Yeah, that aside, it was an eye opening article. This really starts to make me sick- this constant political grandstanding by everyone. It's hard to enjoy a movie anymore when half the cast to it were last seen on television in a different country bad mouthing America. This would have been a real beaut of an article had it not been for that. I'm agnostic too- not a religious man. But when I see such a blatant stab like that, I can't help but have it in the back of my mind the whole time I'm reading- "This guy's got an agenda".

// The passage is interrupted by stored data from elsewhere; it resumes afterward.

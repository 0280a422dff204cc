//! Rejection diagnostics sink
//!
//! One append-only log per (table, run): `{log_dir}/{table}/rejected_{run_id}.log`,
//! one JSON object per rejected row. The sink is a plain owned value
//! constructed inside the ingestion call and passed down; there is no
//! shared global handler state, so concurrent ingestions for the same table
//! cannot race on initialization.

use std::fs::{self, File, OpenOptions};
use std::io::{self, Write};
use std::path::{Path, PathBuf};

use uuid::Uuid;

use crate::validate::RejectedRow;

/// Append-only rejection log for one (table, run) pair
#[derive(Debug)]
pub struct RejectionLog {
    path: PathBuf,
    file: File,
}

impl RejectionLog {
    /// Create the sink for a run, creating the per-table directory if
    /// needed.
    pub fn create(log_dir: &Path, table: &str, run_id: Uuid) -> io::Result<Self> {
        let dir = log_dir.join(table);
        fs::create_dir_all(&dir)?;

        let path = dir.join(format!("rejected_{}.log", run_id.simple()));
        let file = OpenOptions::new().create(true).append(true).open(&path)?;

        Ok(Self { path, file })
    }

    /// Append one rejected row as a single JSON line
    pub fn record(&mut self, rejected: &RejectedRow) -> io::Result<()> {
        let line = serde_json::to_string(rejected)?;
        writeln!(self.file, "{}", line)?;
        self.file.flush()
    }

    /// Path of the log file
    pub fn path(&self) -> &Path {
        &self.path
    }
}
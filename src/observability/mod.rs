//! Observability for rowdock
//!
//! Structured JSON logging with deterministic key ordering. One log line is
//! one event; output is synchronous and unbuffered so diagnostic evidence
//! survives a crash mid-operation.
//!
//! # Usage
//!
//! ```ignore
//! use rowdock::observability::Logger;
//!
//! Logger::info("INGEST_COMPLETE", &[("table", "jobs"), ("inserted", "42")]);
//! ```

mod logger;

pub use logger::{Logger, Severity};
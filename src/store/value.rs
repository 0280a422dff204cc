//! Store value model
//!
//! [`SqlValue`] is the typed bridge between JSON rows and store parameters,
//! and between store scans and snapshot records. `Bytes` and `Timestamp`
//! only ever arrive from scans; inbound JSON never produces them.

use chrono::{DateTime, Utc};
use serde_json::Value;

/// A single store cell value
#[derive(Debug, Clone, PartialEq)]
pub enum SqlValue {
    Null,
    Int(i64),
    Float(f64),
    Bool(bool),
    Text(String),
    Bytes(Vec<u8>),
    Timestamp(DateTime<Utc>),
}

impl SqlValue {
    /// Returns the value kind for error messages
    pub fn kind(&self) -> &'static str {
        match self {
            SqlValue::Null => "null",
            SqlValue::Int(_) => "int",
            SqlValue::Float(_) => "float",
            SqlValue::Bool(_) => "bool",
            SqlValue::Text(_) => "text",
            SqlValue::Bytes(_) => "bytes",
            SqlValue::Timestamp(_) => "timestamp",
        }
    }

    /// Convert a scalar JSON value into a store value.
    ///
    /// Returns `None` for arrays and objects, which have no store
    /// representation.
    pub fn from_json(value: &Value) -> Option<SqlValue> {
        match value {
            Value::Null => Some(SqlValue::Null),
            Value::Bool(b) => Some(SqlValue::Bool(*b)),
            Value::Number(n) => {
                if let Some(i) = n.as_i64() {
                    Some(SqlValue::Int(i))
                } else {
                    n.as_f64().map(SqlValue::Float)
                }
            }
            Value::String(s) => Some(SqlValue::Text(s.clone())),
            Value::Array(_) | Value::Object(_) => None,
        }
    }
}

/// One scanned table row: column names paired with values, in the table's
/// declared column order.
#[derive(Debug, Clone, PartialEq)]
pub struct ScanRow {
    pub columns: Vec<(String, SqlValue)>,
}

impl ScanRow {
    pub fn new(columns: Vec<(String, SqlValue)>) -> Self {
        Self { columns }
    }

    /// Look up a value by column name
    pub fn get(&self, name: &str) -> Option<&SqlValue> {
        self.columns
            .iter()
            .find(|(column, _)| column == name)
            .map(|(_, value)| value)
    }
}
//! Snapshot decoding
//!
//! Decodes a Parquet snapshot into records, column by column, under the
//! table's registered export schema. All records are materialized in
//! memory; snapshots are table-sized, not stream-sized.

use arrow::array::{Array, BooleanArray, Float64Array, Int64Array, StringArray};
use arrow::record_batch::RecordBatch;
use bytes::Bytes;
use parquet::arrow::arrow_reader::ParquetRecordBatchReaderBuilder;
use serde_json::{Map, Value};

use crate::schema::{ExportField, ExportKind};

use super::errors::{RestoreError, RestoreResult};

/// Decode snapshot bytes into one record per row.
///
/// Every export-schema field must be present in the snapshot with the
/// expected physical type; nulls are preserved as JSON nulls.
pub fn decode_records(
    bytes: Vec<u8>,
    fields: &[ExportField],
) -> RestoreResult<Vec<Map<String, Value>>> {
    let reader = ParquetRecordBatchReaderBuilder::try_new(Bytes::from(bytes))
        .map_err(|e| RestoreError::Decode(format!("parquet reader init failed: {e}")))?
        .build()
        .map_err(|e| RestoreError::Decode(format!("parquet reader build failed: {e}")))?;

    let mut records = Vec::new();
    for batch in reader {
        let batch = batch.map_err(|e| RestoreError::Decode(format!("batch read failed: {e}")))?;
        decode_batch(&batch, fields, &mut records)?;
    }
    Ok(records)
}

fn decode_batch(
    batch: &RecordBatch,
    fields: &[ExportField],
    records: &mut Vec<Map<String, Value>>,
) -> RestoreResult<()> {
    let start = records.len();
    for _ in 0..batch.num_rows() {
        records.push(Map::with_capacity(fields.len()));
    }

    for field in fields {
        let index = batch
            .schema()
            .index_of(&field.name)
            .map_err(|_| RestoreError::Decode(format!("missing column '{}'", field.name)))?;
        let column = batch.column(index);

        match field.kind {
            ExportKind::Long => {
                let array = column
                    .as_any()
                    .downcast_ref::<Int64Array>()
                    .ok_or_else(|| column_type_error(field))?;
                for row in 0..batch.num_rows() {
                    let value = cell(array.is_null(row), || Value::from(array.value(row)));
                    records[start + row].insert(field.name.clone(), value);
                }
            }
            ExportKind::Str => {
                let array = column
                    .as_any()
                    .downcast_ref::<StringArray>()
                    .ok_or_else(|| column_type_error(field))?;
                for row in 0..batch.num_rows() {
                    let value = cell(array.is_null(row), || Value::from(array.value(row)));
                    records[start + row].insert(field.name.clone(), value);
                }
            }
            ExportKind::Double => {
                let array = column
                    .as_any()
                    .downcast_ref::<Float64Array>()
                    .ok_or_else(|| column_type_error(field))?;
                for row in 0..batch.num_rows() {
                    let value = cell(array.is_null(row), || Value::from(array.value(row)));
                    records[start + row].insert(field.name.clone(), value);
                }
            }
            ExportKind::Boolean => {
                let array = column
                    .as_any()
                    .downcast_ref::<BooleanArray>()
                    .ok_or_else(|| column_type_error(field))?;
                for row in 0..batch.num_rows() {
                    let value = cell(array.is_null(row), || Value::from(array.value(row)));
                    records[start + row].insert(field.name.clone(), value);
                }
            }
        }
    }

    Ok(())
}

fn cell(is_null: bool, value: impl FnOnce() -> Value) -> Value {
    if is_null {
        Value::Null
    } else {
        value()
    }
}

fn column_type_error(field: &ExportField) -> RestoreError {
    RestoreError::Decode(format!(
        "column '{}' does not have the expected physical type",
        field.name
    ))
}

#[cfg(test)]
mod tests {
    use super::*;
    use crate::schema::ExportField;

    #[test]
    fn test_garbage_bytes_fail_decoding() {
        let fields = [ExportField::new("id", ExportKind::Long, false)];
        let err = decode_records(b"not parquet".to_vec(), &fields).unwrap_err();
        assert!(matches!(err, RestoreError::Decode(_)));
    }
}
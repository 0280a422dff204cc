//! Report error types

use thiserror::Error;

use crate::store::StoreError;

/// Result type for report computations
pub type ReportResult<T> = Result<T, ReportError>;

/// Report failures, always server-side
#[derive(Debug, Error)]
pub enum ReportError {
    /// Scan or connection failure
    #[error(transparent)]
    Store(#[from] StoreError),
}
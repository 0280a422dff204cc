//! In-memory store backend
//!
//! Test double and dev backend for the [`SqlConnector`] seam. Tables are
//! declared up front with a [`TableSpec`]; connections buffer their work and
//! apply it on commit, so rollback and transaction-isolation tests exercise
//! the same paths a real backend would.

use std::collections::{HashMap, HashSet};
use std::sync::{Arc, Mutex, MutexGuard};

use crate::schema::TableSchema;

use super::bulk::InsertStatement;
use super::errors::{StoreError, StoreResult};
use super::value::{ScanRow, SqlValue};
use super::{SqlConnection, SqlConnector};

/// Declared shape of one in-memory table
#[derive(Debug, Clone)]
pub struct TableSpec {
    /// Table name
    pub name: String,
    /// Full column list, in order (including the identity column)
    pub columns: Vec<String>,
    /// Auto-assigned integer column, if any
    pub identity: Option<String>,
    /// Columns whose values must be unique across the table
    pub unique: Vec<String>,
    /// Columns that reject null values
    pub not_null: Vec<String>,
}

impl TableSpec {
    /// Build a spec from a table schema: the export columns, with the
    /// schema's identity column auto-assigned.
    pub fn from_schema(schema: &TableSchema) -> Self {
        Self {
            name: schema.name.clone(),
            columns: schema
                .export_fields
                .iter()
                .map(|f| f.name.clone())
                .collect(),
            identity: Some(schema.identity.clone()),
            unique: Vec::new(),
            not_null: Vec::new(),
        }
    }

    /// Add a unique constraint on a column
    pub fn with_unique(mut self, column: &str) -> Self {
        self.unique.push(column.to_string());
        self
    }

    /// Add a not-null constraint on a column
    pub fn with_not_null(mut self, column: &str) -> Self {
        self.not_null.push(column.to_string());
        self
    }

    fn column_index(&self, column: &str) -> Option<usize> {
        self.columns.iter().position(|c| c == column)
    }
}

#[derive(Debug)]
struct TableState {
    spec: TableSpec,
    rows: Vec<Vec<SqlValue>>,
    next_identity: i64,
}

#[derive(Debug, Default)]
struct StoreState {
    tables: HashMap<String, TableState>,
    failing_truncates: HashSet<String>,
}

/// Shared in-memory store.
///
/// Cloneable handle; every connection sees the same committed state.
#[derive(Debug, Clone, Default)]
pub struct InMemoryStore {
    state: Arc<Mutex<StoreState>>,
}

impl InMemoryStore {
    pub fn new() -> Self {
        Self::default()
    }

    /// Declare a table. Re-declaring a name replaces the old table.
    pub fn create_table(&self, spec: TableSpec) {
        let mut state = self.state.lock().expect("store mutex poisoned");
        let name = spec.name.clone();
        state.tables.insert(
            name,
            TableState {
                spec,
                rows: Vec::new(),
                next_identity: 1,
            },
        );
    }

    /// Declare one table per registry schema
    pub fn provision(&self, registry: &crate::schema::SchemaRegistry) {
        for name in registry.table_names() {
            if let Ok(schema) = registry.resolve(name) {
                self.create_table(TableSpec::from_schema(&schema));
            }
        }
    }

    /// Insert a full-width committed row directly (test seeding).
    pub fn seed_row(&self, table: &str, row: Vec<SqlValue>) -> StoreResult<()> {
        let mut state = self.state.lock().expect("store mutex poisoned");
        let table_state = state
            .tables
            .get_mut(table)
            .ok_or_else(|| StoreError::UnknownTable(table.to_string()))?;

        if row.len() != table_state.spec.columns.len() {
            return Err(StoreError::ColumnMismatch {
                table: table.to_string(),
                expected: table_state.spec.columns.len(),
                actual: row.len(),
            });
        }

        if let Some(identity) = table_state.spec.identity.clone() {
            if let Some(idx) = table_state.spec.column_index(&identity) {
                if let SqlValue::Int(id) = row[idx] {
                    table_state.next_identity = table_state.next_identity.max(id + 1);
                }
            }
        }

        table_state.rows.push(row);
        Ok(())
    }

    /// Committed rows of a table (test assertions)
    pub fn rows(&self, table: &str) -> StoreResult<Vec<Vec<SqlValue>>> {
        let state = self.state.lock().expect("store mutex poisoned");
        state
            .tables
            .get(table)
            .map(|t| t.rows.clone())
            .ok_or_else(|| StoreError::UnknownTable(table.to_string()))
    }

    /// Make the next truncate of `table` fail (failure-path tests)
    pub fn fail_next_truncate(&self, table: &str) {
        let mut state = self.state.lock().expect("store mutex poisoned");
        state.failing_truncates.insert(table.to_string());
    }
}

impl SqlConnector for InMemoryStore {
    fn connect(&self) -> StoreResult<Box<dyn SqlConnection>> {
        Ok(Box::new(InMemoryConnection {
            state: Arc::clone(&self.state),
            pending: Vec::new(),
        }))
    }
}

#[derive(Debug)]
enum PendingOp {
    Insert { table: String, row: Vec<SqlValue> },
    Truncate { table: String },
}

/// One buffered transactional session against the shared state
struct InMemoryConnection {
    state: Arc<Mutex<StoreState>>,
    pending: Vec<PendingOp>,
}

impl InMemoryConnection {
    fn lock(&self) -> StoreResult<MutexGuard<'_, StoreState>> {
        self.state
            .lock()
            .map_err(|_| StoreError::Unavailable("store mutex poisoned".into()))
    }

    /// Rows of `table` as this session sees them: committed state with the
    /// session's pending operations applied in order.
    fn visible_rows(state: &StoreState, pending: &[PendingOp], table: &str) -> Vec<Vec<SqlValue>> {
        let mut rows = state
            .tables
            .get(table)
            .map(|t| t.rows.clone())
            .unwrap_or_default();

        for op in pending {
            match op {
                PendingOp::Truncate { table: t } if t == table => rows.clear(),
                PendingOp::Insert { table: t, row } if t == table => rows.push(row.clone()),
                _ => {}
            }
        }

        rows
    }

    fn pending_insert_count(&self, table: &str) -> i64 {
        self.pending
            .iter()
            .filter(|op| matches!(op, PendingOp::Insert { table: t, .. } if t == table))
            .count() as i64
    }

    fn check_constraints(
        spec: &TableSpec,
        visible: &[Vec<SqlValue>],
        row: &[SqlValue],
    ) -> StoreResult<()> {
        for column in &spec.not_null {
            if let Some(idx) = spec.column_index(column) {
                if row[idx] == SqlValue::Null {
                    return Err(StoreError::ConstraintViolation {
                        table: spec.name.clone(),
                        column: column.clone(),
                        reason: "null value in not-null column".into(),
                    });
                }
            }
        }

        for column in &spec.unique {
            if let Some(idx) = spec.column_index(column) {
                if row[idx] == SqlValue::Null {
                    continue;
                }
                if visible.iter().any(|existing| existing[idx] == row[idx]) {
                    return Err(StoreError::ConstraintViolation {
                        table: spec.name.clone(),
                        column: column.clone(),
                        reason: format!("duplicate value ({:?})", row[idx]),
                    });
                }
            }
        }

        Ok(())
    }
}

impl SqlConnection for InMemoryConnection {
    fn execute_insert(
        &mut self,
        statement: &InsertStatement,
        rows: &[Vec<SqlValue>],
    ) -> StoreResult<()> {
        let mut staged: Vec<Vec<SqlValue>> = Vec::with_capacity(rows.len());
        {
            let state = self.lock()?;
            let table_state = state
                .tables
                .get(&statement.table)
                .ok_or_else(|| StoreError::UnknownTable(statement.table.clone()))?;
            let spec = &table_state.spec;

            let mut bound_indices = Vec::with_capacity(statement.columns.len());
            for column in &statement.columns {
                let idx = spec
                    .column_index(column)
                    .ok_or_else(|| StoreError::UnknownColumn {
                        table: statement.table.clone(),
                        column: column.clone(),
                    })?;
                bound_indices.push(idx);
            }

            let mut visible = Self::visible_rows(&state, &self.pending, &statement.table);
            let mut next_identity =
                table_state.next_identity + self.pending_insert_count(&statement.table);
            let identity_index = spec
                .identity
                .as_deref()
                .and_then(|column| spec.column_index(column));

            for row in rows {
                if row.len() != statement.columns.len() {
                    return Err(StoreError::ColumnMismatch {
                        table: statement.table.clone(),
                        expected: statement.columns.len(),
                        actual: row.len(),
                    });
                }

                let mut full = vec![SqlValue::Null; spec.columns.len()];
                for (value, &idx) in row.iter().zip(&bound_indices) {
                    full[idx] = value.clone();
                }
                if let Some(idx) = identity_index {
                    full[idx] = SqlValue::Int(next_identity);
                    next_identity += 1;
                }

                Self::check_constraints(spec, &visible, &full)?;
                visible.push(full.clone());
                staged.push(full);
            }
        }

        for row in staged {
            self.pending.push(PendingOp::Insert {
                table: statement.table.clone(),
                row,
            });
        }
        Ok(())
    }

    fn scan_table(&mut self, table: &str) -> StoreResult<Vec<ScanRow>> {
        let state = self.lock()?;
        let table_state = state
            .tables
            .get(table)
            .ok_or_else(|| StoreError::UnknownTable(table.to_string()))?;
        let columns = table_state.spec.columns.clone();

        let rows = Self::visible_rows(&state, &self.pending, table);
        Ok(rows
            .into_iter()
            .map(|row| ScanRow::new(columns.iter().cloned().zip(row).collect()))
            .collect())
    }

    fn truncate_table(&mut self, table: &str) -> StoreResult<()> {
        let mut state = self.lock()?;
        if !state.tables.contains_key(table) {
            return Err(StoreError::UnknownTable(table.to_string()));
        }
        if state.failing_truncates.remove(table) {
            return Err(StoreError::Unavailable(format!(
                "truncate of '{}' refused by store",
                table
            )));
        }
        drop(state);

        self.pending.push(PendingOp::Truncate {
            table: table.to_string(),
        });
        Ok(())
    }

    fn commit(&mut self) -> StoreResult<()> {
        let ops: Vec<PendingOp> = self.pending.drain(..).collect();
        let mut state = self.lock()?;
        for op in ops {
            match op {
                PendingOp::Truncate { table } => {
                    if let Some(table_state) = state.tables.get_mut(&table) {
                        table_state.rows.clear();
                    }
                }
                PendingOp::Insert { table, row } => {
                    if let Some(table_state) = state.tables.get_mut(&table) {
                        if let Some(identity) = table_state.spec.identity.clone() {
                            if let Some(idx) = table_state.spec.column_index(&identity) {
                                if let SqlValue::Int(id) = row[idx] {
                                    table_state.next_identity =
                                        table_state.next_identity.max(id + 1);
                                }
                            }
                        }
                        table_state.rows.push(row);
                    }
                }
            }
        }
        Ok(())
    }

    fn rollback(&mut self) -> StoreResult<()> {
        self.pending.clear();
        Ok(())
    }
}
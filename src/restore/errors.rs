//! Restore error types and phase tracking

use std::fmt;

use thiserror::Error;

use crate::blob::BlobError;
use crate::schema::SchemaError;
use crate::store::StoreError;

/// Result type for restore operations
pub type RestoreResult<T> = Result<T, RestoreError>;

/// Phases of one restore run.
///
/// `Downloading`, `Decoding`, and `Truncating` failures are fatal and
/// transition to `Failed`. `Inserting` failures are row-granular and never
/// fail the run.
#[derive(Debug, Clone, Copy, PartialEq, Eq)]
pub enum RestorePhase {
    Idle,
    Downloading,
    Decoding,
    Truncating,
    Inserting,
    Done,
    Failed,
}

impl RestorePhase {
    /// Returns the phase name for log events
    pub fn as_str(&self) -> &'static str {
        match self {
            RestorePhase::Idle => "IDLE",
            RestorePhase::Downloading => "DOWNLOADING",
            RestorePhase::Decoding => "DECODING",
            RestorePhase::Truncating => "TRUNCATING",
            RestorePhase::Inserting => "INSERTING",
            RestorePhase::Done => "DONE",
            RestorePhase::Failed => "FAILED",
        }
    }
}

impl fmt::Display for RestorePhase {
    fn fmt(&self, f: &mut fmt::Formatter<'_>) -> fmt::Result {
        write!(f, "{}", self.as_str())
    }
}

/// Fatal restore failures
#[derive(Debug, Error)]
pub enum RestoreError {
    /// Table not present in the registry
    #[error(transparent)]
    Schema(#[from] SchemaError),

    /// Snapshot could not be fetched from object storage
    #[error("snapshot download failed at '{path}': {source}")]
    Download { path: String, source: BlobError },

    /// Snapshot bytes could not be decoded into records
    #[error("snapshot decode failed: {0}")]
    Decode(String),

    /// Store connection could not be opened
    #[error("store connection failed: {0}")]
    Connect(StoreError),

    /// Truncate of the destination table failed; nothing was inserted
    #[error("truncate of '{table}' failed: {source}")]
    Truncate { table: String, source: StoreError },
}

impl RestoreError {
    /// The phase the run was in when it failed
    pub fn phase(&self) -> RestorePhase {
        match self {
            RestoreError::Schema(_) => RestorePhase::Idle,
            RestoreError::Download { .. } => RestorePhase::Downloading,
            RestoreError::Decode(_) => RestorePhase::Decoding,
            RestoreError::Connect(_) | RestoreError::Truncate { .. } => RestorePhase::Truncating,
        }
    }
}

#[cfg(test)]
mod tests {
    use super::*;

    #[test]
    fn test_error_phases() {
        let err = RestoreError::Download {
            path: "p".into(),
            source: BlobError::NotFound("p".into()),
        };
        assert_eq!(err.phase(), RestorePhase::Downloading);

        let err = RestoreError::Decode("bad magic".into());
        assert_eq!(err.phase(), RestorePhase::Decoding);

        let err = RestoreError::Truncate {
            table: "jobs".into(),
            source: StoreError::Unavailable("down".into()),
        };
        assert_eq!(err.phase(), RestorePhase::Truncating);
    }

    #[test]
    fn test_phase_names() {
        assert_eq!(RestorePhase::Downloading.as_str(), "DOWNLOADING");
        assert_eq!(RestorePhase::Done.as_str(), "DONE");
    }
}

I'm just sick of it. Lord of the Rings- the Two Towers is something I've been waiting a whole year for. Jackass that plays Aragorn has to get on television with a "No Blood for Oil" t-shirt while he's promoting the movie. I love Lord of the Rings and am determined to enjoy this movie, but why did this jackass have to try and ruin it for me? I will never be able to watch this movie now without his political commentary in the back of my mind. Even one of the actors in Black Hawk Down had the gall to spit on the very character he was playing to come out with a longwinded diatribe against American Empirialism in Somalia and how it was basically our fault that the world hates us and we are the true terrorists. I find this maddening. Can't ever get away from the leftists trying to pump their socialist sunshine up your ass.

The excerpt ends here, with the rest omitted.